» **WHAT TO DO**
Could you return every line of the records below that contains the word "dissecting"?

=== RECORDS ===

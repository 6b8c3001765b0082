//! HTTP/1.x response parsing.

use std::collections::HashMap;

use dissect_core::{HttpError, Result};

/// Parsed HTTP response.
#[derive(Debug, Clone)]
pub struct HttpResponse {
    pub status_code: u16,
    pub status_text: String,
    pub headers: HashMap<String, String>,
    pub body: Vec<u8>,
}

impl HttpResponse {
    /// Parse the status line and headers (everything before the blank line).
    ///
    /// The returned response has an empty body; the connection fills it in
    /// according to the framing headers.
    pub fn parse_head(data: &[u8]) -> Result<Self> {
        let header_str = std::str::from_utf8(data)
            .map_err(|_| HttpError::InvalidResponse("invalid UTF-8 in headers".to_string()))?;

        let mut lines = header_str.lines();

        let status_line = lines
            .next()
            .ok_or_else(|| HttpError::InvalidResponse("missing status line".to_string()))?;

        let (status_code, status_text) = parse_status_line(status_line)?;

        let mut headers = HashMap::new();
        for line in lines {
            if let Some((key, value)) = line.split_once(':') {
                headers.insert(key.trim().to_string(), value.trim().to_string());
            }
        }

        Ok(Self {
            status_code,
            status_text,
            headers,
            body: Vec::new(),
        })
    }

    /// Get header value (case-insensitive).
    pub fn header(&self, name: &str) -> Option<&str> {
        self.headers
            .iter()
            .find(|(k, _)| k.eq_ignore_ascii_case(name))
            .map(|(_, v)| v.as_str())
    }

    pub fn content_length(&self) -> Option<usize> {
        self.header("Content-Length").and_then(|v| v.parse().ok())
    }

    /// Raw `Content-Type` header.
    pub fn content_type_header(&self) -> Option<&str> {
        self.header("Content-Type")
    }

    pub fn is_chunked(&self) -> bool {
        self.header("Transfer-Encoding")
            .map(|v| {
                v.split(',')
                    .any(|coding| coding.trim().eq_ignore_ascii_case("chunked"))
            })
            .unwrap_or(false)
    }
}

/// Parse status line: "HTTP/1.1 200 OK"
fn parse_status_line(line: &str) -> Result<(u16, String)> {
    let parts: Vec<&str> = line.splitn(3, ' ').collect();

    if parts.len() < 2 {
        return Err(HttpError::InvalidResponse(format!("malformed status line: {}", line)).into());
    }

    if !parts[0].starts_with("HTTP/") {
        return Err(
            HttpError::InvalidResponse(format!("not an HTTP response: {}", parts[0])).into(),
        );
    }

    let code = parts[1]
        .parse()
        .map_err(|_| HttpError::InvalidResponse(format!("invalid status code: {}", parts[1])))?;

    // Status text is optional
    let text = parts.get(2).unwrap_or(&"").to_string();

    Ok((code, text))
}

/// Decode a `Transfer-Encoding: chunked` body.
///
/// Chunk extensions and trailers are ignored. A body that ends before the
/// terminating zero-size chunk is an error.
pub fn decode_chunked(data: &[u8]) -> std::result::Result<Vec<u8>, HttpError> {
    let mut body = Vec::new();
    let mut pos = 0;

    loop {
        let line_end = data[pos..]
            .windows(2)
            .position(|w| w == b"\r\n")
            .map(|i| pos + i)
            .ok_or_else(|| HttpError::InvalidChunk("missing chunk size line".to_string()))?;

        let size_line = std::str::from_utf8(&data[pos..line_end])
            .map_err(|_| HttpError::InvalidChunk("non-ASCII chunk size".to_string()))?;
        let size_hex = size_line.split(';').next().unwrap_or("").trim();
        let size = usize::from_str_radix(size_hex, 16)
            .map_err(|_| HttpError::InvalidChunk(format!("bad chunk size: {:?}", size_hex)))?;

        pos = line_end + 2;
        if size == 0 {
            return Ok(body);
        }

        let chunk_end = pos
            .checked_add(size)
            .filter(|&end| end <= data.len())
            .ok_or(HttpError::TruncatedBody {
                expected: size,
                actual: data.len() - pos,
            })?;
        body.extend_from_slice(&data[pos..chunk_end]);

        if data.get(chunk_end..chunk_end + 2) != Some(b"\r\n".as_slice()) {
            return Err(HttpError::InvalidChunk("chunk not followed by CRLF".to_string()));
        }
        pos = chunk_end + 2;
    }
}
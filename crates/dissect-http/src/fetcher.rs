//! Content-type gated retrieval of response bodies.

use dissect_core::{ContentType, Result};

use crate::probe::{Endpoint, ProbeTarget};
use crate::traits::HttpTransport;
use crate::url::HttpUrl;

/// A body whose declared content type matched what was expected.
#[derive(Debug, Clone, PartialEq, Eq)]
pub struct FetchedBody {
    pub content_type: ContentType,
    pub status_code: u16,
    pub body: Vec<u8>,
}

/// Fetches bodies and hands over only those with the expected content type.
pub struct Fetcher<T: HttpTransport> {
    transport: T,
}

impl<T: HttpTransport> Fetcher<T> {
    pub fn new(transport: T) -> Self {
        Self { transport }
    }

    /// GET `url`; returns `None` when the response does not declare
    /// `expected` as its content type.
    ///
    /// The status code is not checked: a DAAP server reports login failures
    /// inside a DMAP body that is still worth dissecting.
    pub async fn fetch(&self, url: HttpUrl, expected: ContentType) -> Result<Option<FetchedBody>> {
        tracing::info!("Fetching {}", url);
        let response = self.transport.get(url.clone()).await?;

        let Some(declared) = response.content_type_header() else {
            tracing::warn!(
                "No content-type in response from {} (status {})",
                url,
                response.status_code
            );
            return Ok(None);
        };

        if ContentType::from_header(declared) != Some(expected) {
            tracing::warn!(
                "Content-type mismatch from {}: got {:?}, expected {} (status {})",
                url,
                declared,
                expected,
                response.status_code
            );
            return Ok(None);
        }

        Ok(Some(FetchedBody {
            content_type: expected,
            status_code: response.status_code,
            body: response.body,
        }))
    }

    /// User-Agent the transport announces.
    pub fn user_agent(&self) -> String {
        self.transport.user_agent()
    }

    /// Fetch one of the probe endpoints of `target`.
    pub async fn fetch_endpoint(
        &self,
        target: &ProbeTarget,
        endpoint: Endpoint,
    ) -> Result<Option<FetchedBody>> {
        self.fetch(target.url(endpoint), endpoint.expected_content_type())
            .await
    }
}
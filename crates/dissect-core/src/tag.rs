//! DMAP tag codes and their report messages.
//!
//! DMAP (the wire format behind DAAP/DACP) prefixes every field with a 4-byte
//! ASCII code. Only a handful of those codes matter for dissecting a login
//! response; each one maps to exactly one message template.

use std::fmt;

/// Raw 4-byte DMAP code.
#[derive(Debug, Clone, Copy, PartialEq, Eq, Hash)]
pub struct TagCode(pub [u8; 4]);

impl TagCode {
    pub fn as_bytes(&self) -> &[u8; 4] {
        &self.0
    }
}

impl fmt::Display for TagCode {
    fn fmt(&self, f: &mut fmt::Formatter<'_>) -> fmt::Result {
        write!(f, "{}", String::from_utf8_lossy(&self.0))
    }
}

/// Severity marker printed at the start of a report line.
#[derive(Debug, Clone, Copy, PartialEq, Eq)]
pub enum Severity {
    Info,
    Warning,
}

impl Severity {
    pub fn marker(&self) -> &'static str {
        match self {
            Severity::Info => "[+]",
            Severity::Warning => "[!]",
        }
    }
}

/// DMAP tags the dissector looks for.
#[derive(Debug, Clone, Copy, PartialEq, Eq, Hash)]
pub enum DmapTag {
    /// `mstt` - dmap.status
    Status,
    /// `merr` - server error code
    Error,
    /// `mers` - server media message
    MediaMessage,
    /// `mlog` - dmap.loginresponse
    LoginResponse,
    /// `mlid` - dmap.sessionid handed out on login
    LoginAttemptId,
}

impl DmapTag {
    /// All known tags in report priority order.
    pub const ALL: [DmapTag; 5] = [
        DmapTag::Status,
        DmapTag::Error,
        DmapTag::MediaMessage,
        DmapTag::LoginResponse,
        DmapTag::LoginAttemptId,
    ];

    pub const fn code(&self) -> TagCode {
        match self {
            DmapTag::Status => TagCode(*b"mstt"),
            DmapTag::Error => TagCode(*b"merr"),
            DmapTag::MediaMessage => TagCode(*b"mers"),
            DmapTag::LoginResponse => TagCode(*b"mlog"),
            DmapTag::LoginAttemptId => TagCode(*b"mlid"),
        }
    }

    /// Convert from raw code.
    pub fn from_code(code: TagCode) -> Option<Self> {
        Self::ALL.into_iter().find(|tag| tag.code() == code)
    }

    pub fn descriptor(&self) -> &'static TagDescriptor {
        &CATALOG[*self as usize]
    }
}

/// A tag's report template.
#[derive(Debug, PartialEq, Eq)]
pub struct TagDescriptor {
    pub tag: DmapTag,
    pub severity: Severity,
    /// Text before and after the offset slot.
    template: (&'static str, &'static str),
}

impl TagDescriptor {
    /// Render the message with the discovered byte offset.
    pub fn render(&self, offset: usize) -> String {
        format!(
            "{}: {}{}{}",
            self.severity.marker(),
            self.template.0,
            offset,
            self.template.1
        )
    }
}

/// Indexed by `DmapTag` discriminant.
static CATALOG: [TagDescriptor; 5] = [
    TagDescriptor {
        tag: DmapTag::Status,
        severity: Severity::Info,
        template: ("Found server status code at index [IDX=", "]"),
    },
    TagDescriptor {
        tag: DmapTag::Error,
        severity: Severity::Warning,
        template: ("Found DAAP server error code at index [IDX=", "]"),
    },
    TagDescriptor {
        tag: DmapTag::MediaMessage,
        severity: Severity::Warning,
        template: ("Found DAAP server media message at index[IDX=", "]"),
    },
    TagDescriptor {
        tag: DmapTag::LoginResponse,
        severity: Severity::Warning,
        template: ("Found DAAP server login response message at index[IDX=", "]"),
    },
    TagDescriptor {
        tag: DmapTag::LoginAttemptId,
        severity: Severity::Warning,
        template: ("Found DAAP server login attempt ID at index[IDX=", "]"),
    },
];

/// Look up the descriptor for a raw code.
pub fn describe(code: TagCode) -> Option<&'static TagDescriptor> {
    DmapTag::from_code(code).map(|tag| tag.descriptor())
}
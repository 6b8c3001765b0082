//! appletv-dissect - passive dissection of Apple TV DAAP and AirPlay responses.

mod cli;

use std::io::Write;
use std::path::Path;

use anyhow::{bail, Context, Result};
use clap::Parser;
use dissect_core::{ContentType, Dissection, FormatDispatcher};
use dissect_http::{BodyDump, Endpoint, Fetcher, HttpConnection, HttpTransport, ProbeTarget};
use tracing::{info, warn};
use tracing_subscriber::EnvFilter;

use cli::Cli;

fn setup_logging(cli: &Cli) {
    let filter = EnvFilter::try_from_default_env().unwrap_or_else(|_| EnvFilter::new(cli.log_level()));

    // stderr keeps stdout free for report lines
    tracing_subscriber::fmt()
        .with_env_filter(filter)
        .with_writer(std::io::stderr)
        .with_target(false)
        .init();
}

fn announce(content_type: ContentType) -> String {
    match content_type {
        ContentType::BinaryPlist => {
            format!("[Info] Found binary plist response -> {}", content_type)
        }
        ContentType::DmapTagged => format!("[Info] Found DMAP tagged response  -> {}", content_type),
    }
}

fn write_dissection(out: &mut impl Write, dissection: &Dissection) -> Result<()> {
    writeln!(out, "{}", announce(dissection.content_type()))?;
    for line in dissection.lines() {
        writeln!(out, "{}", line)?;
    }
    Ok(())
}

/// Dissect a body previously written to disk.
async fn inspect(
    out: &mut impl Write,
    path: &Path,
    label: &str,
    dispatcher: &FormatDispatcher,
) -> Result<()> {
    let body = tokio::fs::read(path)
        .await
        .with_context(|| format!("failed to read {}", path.display()))?;
    info!(bytes = body.len(), "Read {}", path.display());

    if !FormatDispatcher::is_recognized(label) {
        info!("No dissector for content type {:?}", label);
    }
    if let Some(dissection) = dispatcher.dissect_label(label, &body) {
        write_dissection(out, &dissection)?;
    }
    Ok(())
}

/// Fetch, dump and dissect both endpoints of `target`.
///
/// A failed or mismatched endpoint does not stop the next one, and a failed
/// dump does not stop dissection. Errors only when nothing was dissected.
async fn probe<T: HttpTransport>(
    out: &mut impl Write,
    target: &ProbeTarget,
    fetcher: &Fetcher<T>,
    dump: &BodyDump,
    dispatcher: &FormatDispatcher,
) -> Result<()> {
    let mut dissected = 0;

    for endpoint in Endpoint::ALL {
        let result = fetcher.fetch_endpoint(target, endpoint).await;
        if result.is_ok() {
            writeln!(out, "[+] User Agent -> {}", fetcher.user_agent())?;
        }

        let fetched = match result {
            Ok(Some(fetched)) => fetched,
            Ok(None) => continue,
            Err(e) => {
                warn!("Failed to fetch {}: {}", target.url(endpoint), e);
                continue;
            }
        };
        info!(
            status = fetched.status_code,
            bytes = fetched.body.len(),
            "Fetched {}",
            target.url(endpoint)
        );

        if let Err(e) = dump.write(fetched.content_type, &fetched.body).await {
            warn!("{}", e);
        }

        write_dissection(out, &dispatcher.dissect(fetched.content_type, &fetched.body))?;
        dissected += 1;
    }

    if dissected == 0 {
        bail!("no endpoint on {} returned a dissectable response", target.host);
    }
    Ok(())
}

#[tokio::main]
async fn main() -> Result<()> {
    let cli = Cli::parse();
    setup_logging(&cli);

    let dispatcher = FormatDispatcher::new().all_offsets(cli.all_offsets);
    let mut stdout = std::io::stdout().lock();

    if let (Some(path), Some(label)) = (&cli.inspect, &cli.content_type) {
        return inspect(&mut stdout, path, label, &dispatcher).await;
    }

    let Some(target) = cli.probe_target()? else {
        bail!("no host given");
    };

    let dump = cli.body_dump();
    if !dump.is_enabled() {
        info!("Raw body dumps disabled");
    }

    info!("Probing {}", target.host);
    let fetcher = Fetcher::new(HttpConnection::new(cli.fetch_config()));
    probe(&mut stdout, &target, &fetcher, &dump, &dispatcher).await
}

===

» **ANSWER SECTION**
    /// inside a DMAP body that is still worth dissecting.
//! ASCII code. Only a handful of those codes matter for dissecting a login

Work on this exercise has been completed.